What inspired you to write your book?

I interviewed the two founders of this festival, Carol Comer and Dianne Gregg, for another project and when they suggested I write a book about the importance of the Women’s Jazz Festival, I thought it was a great idea, so I did.

Can you describe your writing process?

I love doing the research for my social history books. I love digging through old magazines and newspapers and trying to blanket myself with the feel of the time I’m writing about. The music books are the most fun because that means I also get to listen to lots and lots of CDs from the period. I also do scores of personal interviews. When I’ve filled my study—and my head—with material, I start with an outline and then start telling the story.

How did you come to do what you’re doing today?
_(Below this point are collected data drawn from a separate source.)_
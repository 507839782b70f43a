//! SQLite backend for the Stamp identity store.
//!
//! Wraps [`tokio_rusqlite`] so all database access runs on a dedicated thread
//! without blocking the async runtime.

mod encode;
mod schema;
mod store;

pub mod error;

pub use error::{Error, Result};
pub use store::SqliteStore;
//! Trade simulator.
//!
//! Simulates selling one asset for another against a fixed pool
//! snapshot: the invariant `D` is computed from the recorded balances,
//! the input balance is bumped by the trade amount, and the output
//! balance is re-solved at the same `D`. The pool itself is never
//! mutated: every simulation starts from the same snapshot, which is
//! what makes scenario comparison and parallel evaluation trivial.

use tracing::debug;

use crate::domain::{Price, TradeResult};
use crate::error::{EngineError, Result};
use crate::pool::StablePool;
use crate::solver;

impl StablePool {
    /// Simulates selling `amount_in` of `asset_in` for `asset_out`,
    /// holding every other balance fixed.
    ///
    /// The result is deterministic: identical inputs produce bit-for-bit
    /// identical outputs, with no randomness and no hidden state.
    ///
    /// The returned [`TradeResult`] carries the `(before, after)` balance
    /// pairs for both assets and the point labels the dashboard plots,
    /// plus the effective price quoted as output-per-input (see
    /// [`TradeResult::effective_price_inverse`] for the other direction).
    ///
    /// # Errors
    ///
    /// - [`EngineError::UnknownAsset`] if either name is not in the pool.
    /// - [`EngineError::DuplicateAsset`] if the two names are equal.
    /// - [`EngineError::InvalidAmount`] if `amount_in` is non-positive,
    ///   non-finite, or exceeds the recorded balance of `asset_in` (a
    ///   zero-amount trade is rejected, never a silent zero-output
    ///   success).
    /// - [`EngineError::Convergence`] if either Newton solve fails.
    /// - [`EngineError::NegativeOutput`] if the solved output balance
    ///   implies a non-positive amount out, a numerical inconsistency
    ///   that must not be papered over.
    pub fn simulate_trade(
        &self,
        asset_in: &str,
        asset_out: &str,
        amount_in: f64,
    ) -> Result<TradeResult> {
        let index_in = self.index_of(asset_in)?;
        let index_out = self.index_of(asset_out)?;
        if index_in == index_out {
            return Err(EngineError::DuplicateAsset(asset_in.to_string()));
        }

        if !amount_in.is_finite() || amount_in <= 0.0 {
            return Err(EngineError::InvalidAmount(
                "trade amount must be a strictly positive finite number",
            ));
        }
        let balances = self.balances();
        let balance_in = balances[index_in];
        let balance_out = balances[index_out];
        if amount_in > balance_in {
            return Err(EngineError::InvalidAmount(
                "trade amount exceeds the recorded balance of the input asset",
            ));
        }

        let d = self.invariant()?;

        let mut shifted = balances;
        shifted[index_in] = balance_in + amount_in;
        let new_balance_out = solver::solve_for_balance(
            &shifted,
            index_out,
            d,
            self.amplification().get(),
        )?;

        let amount_out = balance_out - new_balance_out;
        if amount_out <= 0.0 {
            return Err(EngineError::NegativeOutput(
                "solved output balance does not decrease for a positive input",
            ));
        }

        let effective_price = Price::new(amount_out / amount_in)?;
        debug!(
            asset_in,
            asset_out,
            amount_in,
            amount_out,
            %effective_price,
            "trade simulated"
        );

        Ok(TradeResult::new(
            self.assets()[index_in].name().clone(),
            self.assets()[index_out].name().clone(),
            amount_in,
            amount_out,
            balance_in,
            balance_in + amount_in,
            balance_out,
            new_balance_out,
            effective_price,
        ))
    }
}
My educational background is in music education, but I always took lots of history classes too. Besides teaching music all my adult life, I’ve spent a lot of time researching historical events that affected my family, and writing about those events.  I’m always on the lookout for stories, but I seem to gravitate to those centered around jazz.Changing the Tune, the Kansas City Women’s Jazz Festival, 1978-1985, by Carolyn Glenn Brewer

Can you describe a typical day in your life?

I’m a grade school and middle school band director, but my bands meet before and after school, so the middle part of the day is writing time. I’ve settled into a schedule that allows me time to hang out in libraries and archives, conduct interviews, and read, plus practice my own instrument. The band kids get my full attention during the bookend hours of the day.

What do you most enjoy about what you do?

Everyone has a place in history. So many of us were part of a historical event that has been buried and forgotten. If I can tell stories that bring those events back to the surface and connect readers to that time, I feel good about that.

Are there any people and/or books that have inspired you along your journey?

Everyone I interview inspires me. I’ve written two books about an F-5 tornado that destroyed the community I grew up in (one from the perspective of adults, and one from the perspective of children) and the courage, spirit, and resiliency the survivors showed serves as an example for us all. The musician interviews underscore the power music has to feed our souls.

I love the books of David McCullough and Doris Kearns Goodwin. Paul de Barros’s book about Marian McPartland, Shall We Play That One Together, and Linda Dahl’s Morning Glory, about Mary Lou Williams, were both very insightful as I pieced the story of the Women’s Jazz Festival together.

Can you share something that people may be surprised to learn about you?

Although all the writing I’ve done about music is jazz related, I’m an orchestral clarinet player.

What’s next for you?

I’m working on a book about the teenage years of guitarist Pat Metheny and the incredible Kansas City jazz musicians he apprenticed with.

Is there anything else you would like to add?

All of our lives are so busy that it’s easy to forget how important it is to reflect on where we’ve been. Books are still the best way to connect to our past.